Exercise materials section start
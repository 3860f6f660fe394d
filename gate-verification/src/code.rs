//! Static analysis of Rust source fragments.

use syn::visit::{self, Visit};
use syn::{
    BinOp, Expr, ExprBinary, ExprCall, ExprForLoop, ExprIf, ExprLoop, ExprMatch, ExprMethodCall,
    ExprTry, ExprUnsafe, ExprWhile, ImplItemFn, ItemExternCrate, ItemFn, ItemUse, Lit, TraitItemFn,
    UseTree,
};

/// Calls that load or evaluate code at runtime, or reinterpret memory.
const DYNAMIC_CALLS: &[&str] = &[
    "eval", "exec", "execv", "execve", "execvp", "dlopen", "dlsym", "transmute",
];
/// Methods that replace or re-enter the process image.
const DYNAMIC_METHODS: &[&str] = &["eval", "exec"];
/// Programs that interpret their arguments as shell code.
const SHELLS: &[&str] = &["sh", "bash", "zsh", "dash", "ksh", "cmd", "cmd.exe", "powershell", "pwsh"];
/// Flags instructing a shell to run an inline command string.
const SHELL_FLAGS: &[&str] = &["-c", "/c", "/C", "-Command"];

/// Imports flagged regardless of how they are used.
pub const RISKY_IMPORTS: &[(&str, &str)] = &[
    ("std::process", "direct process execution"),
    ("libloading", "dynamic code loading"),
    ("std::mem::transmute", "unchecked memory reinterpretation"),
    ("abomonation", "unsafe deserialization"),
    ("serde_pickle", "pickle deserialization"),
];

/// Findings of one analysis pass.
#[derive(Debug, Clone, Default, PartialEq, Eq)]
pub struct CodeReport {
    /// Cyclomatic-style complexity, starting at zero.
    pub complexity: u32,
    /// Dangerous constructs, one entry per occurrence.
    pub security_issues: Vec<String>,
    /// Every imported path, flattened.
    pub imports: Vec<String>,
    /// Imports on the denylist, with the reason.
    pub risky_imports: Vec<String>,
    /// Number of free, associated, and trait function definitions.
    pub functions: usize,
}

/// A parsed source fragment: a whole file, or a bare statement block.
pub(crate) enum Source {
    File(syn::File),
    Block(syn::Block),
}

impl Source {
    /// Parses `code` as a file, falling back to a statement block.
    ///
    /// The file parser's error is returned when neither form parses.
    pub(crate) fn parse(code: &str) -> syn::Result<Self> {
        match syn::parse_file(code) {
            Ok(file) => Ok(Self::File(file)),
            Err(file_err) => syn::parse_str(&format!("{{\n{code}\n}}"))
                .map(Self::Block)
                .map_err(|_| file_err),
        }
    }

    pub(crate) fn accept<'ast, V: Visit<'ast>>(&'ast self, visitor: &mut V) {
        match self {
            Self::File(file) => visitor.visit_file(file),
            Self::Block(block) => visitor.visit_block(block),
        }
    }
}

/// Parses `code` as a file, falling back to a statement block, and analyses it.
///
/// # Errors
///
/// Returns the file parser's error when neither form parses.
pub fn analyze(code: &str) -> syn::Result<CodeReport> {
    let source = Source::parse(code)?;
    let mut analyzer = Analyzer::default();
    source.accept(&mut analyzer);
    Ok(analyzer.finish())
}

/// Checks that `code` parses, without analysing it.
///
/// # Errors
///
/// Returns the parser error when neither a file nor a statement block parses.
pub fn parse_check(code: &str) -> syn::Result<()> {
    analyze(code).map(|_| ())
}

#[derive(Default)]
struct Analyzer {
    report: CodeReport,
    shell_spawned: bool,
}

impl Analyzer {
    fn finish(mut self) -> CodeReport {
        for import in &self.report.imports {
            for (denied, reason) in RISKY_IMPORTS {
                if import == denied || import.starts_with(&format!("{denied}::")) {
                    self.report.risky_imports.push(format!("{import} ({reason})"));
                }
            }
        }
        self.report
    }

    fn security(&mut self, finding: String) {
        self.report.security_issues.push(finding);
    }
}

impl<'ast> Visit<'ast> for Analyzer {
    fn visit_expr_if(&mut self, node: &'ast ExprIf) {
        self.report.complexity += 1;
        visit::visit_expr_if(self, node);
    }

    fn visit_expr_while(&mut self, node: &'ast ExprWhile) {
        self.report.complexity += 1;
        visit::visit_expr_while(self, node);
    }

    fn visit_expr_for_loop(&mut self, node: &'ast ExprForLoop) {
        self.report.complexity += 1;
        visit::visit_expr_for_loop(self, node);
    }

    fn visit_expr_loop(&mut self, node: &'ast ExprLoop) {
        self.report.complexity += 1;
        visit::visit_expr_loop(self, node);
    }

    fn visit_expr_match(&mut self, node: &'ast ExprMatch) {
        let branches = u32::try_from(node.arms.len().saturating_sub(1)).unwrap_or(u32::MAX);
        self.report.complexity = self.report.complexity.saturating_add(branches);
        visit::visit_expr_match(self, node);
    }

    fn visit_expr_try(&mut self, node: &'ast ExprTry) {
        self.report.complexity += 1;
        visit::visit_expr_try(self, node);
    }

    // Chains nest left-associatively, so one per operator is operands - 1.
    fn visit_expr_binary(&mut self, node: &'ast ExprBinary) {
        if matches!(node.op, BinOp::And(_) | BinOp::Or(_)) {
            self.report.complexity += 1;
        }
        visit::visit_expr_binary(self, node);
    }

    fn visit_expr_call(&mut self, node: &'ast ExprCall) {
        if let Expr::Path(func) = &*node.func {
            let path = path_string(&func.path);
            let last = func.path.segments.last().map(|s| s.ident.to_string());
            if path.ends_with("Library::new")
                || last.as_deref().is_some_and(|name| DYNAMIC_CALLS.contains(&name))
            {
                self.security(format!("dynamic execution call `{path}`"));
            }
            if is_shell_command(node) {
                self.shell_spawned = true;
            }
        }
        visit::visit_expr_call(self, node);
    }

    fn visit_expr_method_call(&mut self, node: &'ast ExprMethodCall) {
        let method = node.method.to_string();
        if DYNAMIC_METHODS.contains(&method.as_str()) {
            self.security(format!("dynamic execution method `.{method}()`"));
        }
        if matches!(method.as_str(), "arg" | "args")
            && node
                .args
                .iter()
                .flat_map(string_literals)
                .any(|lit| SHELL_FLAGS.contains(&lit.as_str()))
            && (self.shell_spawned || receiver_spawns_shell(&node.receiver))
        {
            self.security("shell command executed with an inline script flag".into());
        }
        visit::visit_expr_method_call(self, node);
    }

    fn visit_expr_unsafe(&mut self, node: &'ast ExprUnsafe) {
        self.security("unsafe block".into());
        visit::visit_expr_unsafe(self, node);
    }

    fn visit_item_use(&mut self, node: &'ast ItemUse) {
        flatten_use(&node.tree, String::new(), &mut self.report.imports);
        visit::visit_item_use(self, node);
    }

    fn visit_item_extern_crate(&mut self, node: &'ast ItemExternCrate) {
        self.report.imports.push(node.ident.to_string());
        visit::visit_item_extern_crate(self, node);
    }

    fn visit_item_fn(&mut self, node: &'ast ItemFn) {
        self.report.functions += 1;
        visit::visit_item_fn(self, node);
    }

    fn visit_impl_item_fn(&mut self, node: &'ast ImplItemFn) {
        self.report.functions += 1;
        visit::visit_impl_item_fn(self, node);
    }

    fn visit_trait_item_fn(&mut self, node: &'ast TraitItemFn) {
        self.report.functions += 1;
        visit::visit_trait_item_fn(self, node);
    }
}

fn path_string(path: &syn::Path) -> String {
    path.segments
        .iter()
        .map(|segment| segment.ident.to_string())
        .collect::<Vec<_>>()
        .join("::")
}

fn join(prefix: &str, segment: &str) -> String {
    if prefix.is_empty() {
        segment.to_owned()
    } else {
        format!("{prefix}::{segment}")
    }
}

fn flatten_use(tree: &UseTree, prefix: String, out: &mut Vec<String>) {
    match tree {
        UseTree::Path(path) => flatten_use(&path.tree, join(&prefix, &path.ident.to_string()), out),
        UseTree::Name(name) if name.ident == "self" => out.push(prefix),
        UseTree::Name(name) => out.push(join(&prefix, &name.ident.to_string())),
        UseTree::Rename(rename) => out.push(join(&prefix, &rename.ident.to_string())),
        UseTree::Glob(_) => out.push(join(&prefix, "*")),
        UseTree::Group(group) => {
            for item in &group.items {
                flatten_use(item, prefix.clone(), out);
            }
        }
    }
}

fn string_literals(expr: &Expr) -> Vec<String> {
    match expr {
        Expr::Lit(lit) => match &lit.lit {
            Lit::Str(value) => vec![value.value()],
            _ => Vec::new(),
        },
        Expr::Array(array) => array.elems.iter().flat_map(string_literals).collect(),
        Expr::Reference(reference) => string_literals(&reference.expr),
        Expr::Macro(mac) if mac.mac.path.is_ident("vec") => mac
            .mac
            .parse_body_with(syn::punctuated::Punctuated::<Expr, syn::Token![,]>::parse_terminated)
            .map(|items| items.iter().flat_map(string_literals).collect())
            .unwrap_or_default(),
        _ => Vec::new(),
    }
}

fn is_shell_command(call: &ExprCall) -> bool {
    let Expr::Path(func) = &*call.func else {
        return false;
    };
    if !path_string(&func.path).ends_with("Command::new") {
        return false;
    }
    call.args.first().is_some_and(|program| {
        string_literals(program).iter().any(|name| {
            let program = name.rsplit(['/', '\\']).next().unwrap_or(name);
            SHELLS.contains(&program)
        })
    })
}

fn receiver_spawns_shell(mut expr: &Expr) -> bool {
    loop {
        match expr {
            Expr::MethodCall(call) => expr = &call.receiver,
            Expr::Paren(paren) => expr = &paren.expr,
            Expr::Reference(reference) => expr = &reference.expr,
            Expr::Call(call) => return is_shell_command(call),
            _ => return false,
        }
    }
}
Exercise materials section end
Exercise materials section start
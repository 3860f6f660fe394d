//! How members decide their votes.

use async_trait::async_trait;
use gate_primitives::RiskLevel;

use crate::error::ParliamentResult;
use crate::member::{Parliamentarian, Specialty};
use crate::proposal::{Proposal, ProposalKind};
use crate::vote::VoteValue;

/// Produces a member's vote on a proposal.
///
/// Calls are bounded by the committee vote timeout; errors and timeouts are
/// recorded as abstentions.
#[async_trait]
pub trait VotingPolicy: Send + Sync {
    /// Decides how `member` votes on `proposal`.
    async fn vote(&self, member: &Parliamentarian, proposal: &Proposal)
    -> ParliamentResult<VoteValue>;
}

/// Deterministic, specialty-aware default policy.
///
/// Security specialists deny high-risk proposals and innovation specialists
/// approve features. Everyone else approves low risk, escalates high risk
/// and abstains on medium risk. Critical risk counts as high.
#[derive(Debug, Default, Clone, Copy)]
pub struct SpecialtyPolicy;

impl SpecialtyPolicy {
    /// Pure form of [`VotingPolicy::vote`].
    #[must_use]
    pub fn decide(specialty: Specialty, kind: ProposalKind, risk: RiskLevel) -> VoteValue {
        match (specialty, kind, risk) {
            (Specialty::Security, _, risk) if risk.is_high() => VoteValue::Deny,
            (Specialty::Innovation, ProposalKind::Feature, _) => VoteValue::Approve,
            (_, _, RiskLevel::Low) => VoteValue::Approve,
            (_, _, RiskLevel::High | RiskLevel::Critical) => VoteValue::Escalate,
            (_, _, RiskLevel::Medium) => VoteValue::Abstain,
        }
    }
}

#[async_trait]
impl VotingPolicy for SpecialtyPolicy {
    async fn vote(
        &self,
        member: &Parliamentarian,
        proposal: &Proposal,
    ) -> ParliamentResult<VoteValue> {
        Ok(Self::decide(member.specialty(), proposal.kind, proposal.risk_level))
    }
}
Exercise materials section end
*The task*.
Bring together every line in the entries that holds the string "ExprCall".

*Exercise output*.
    BinOp, Expr, ExprBinary, ExprCall, ExprForLoop, ExprIf, ExprLoop, ExprMatch, ExprMethodCall,
    fn visit_expr_call(&mut self, node: &'ast ExprCall) {
fn is_shell_command(call: &ExprCall) -> bool {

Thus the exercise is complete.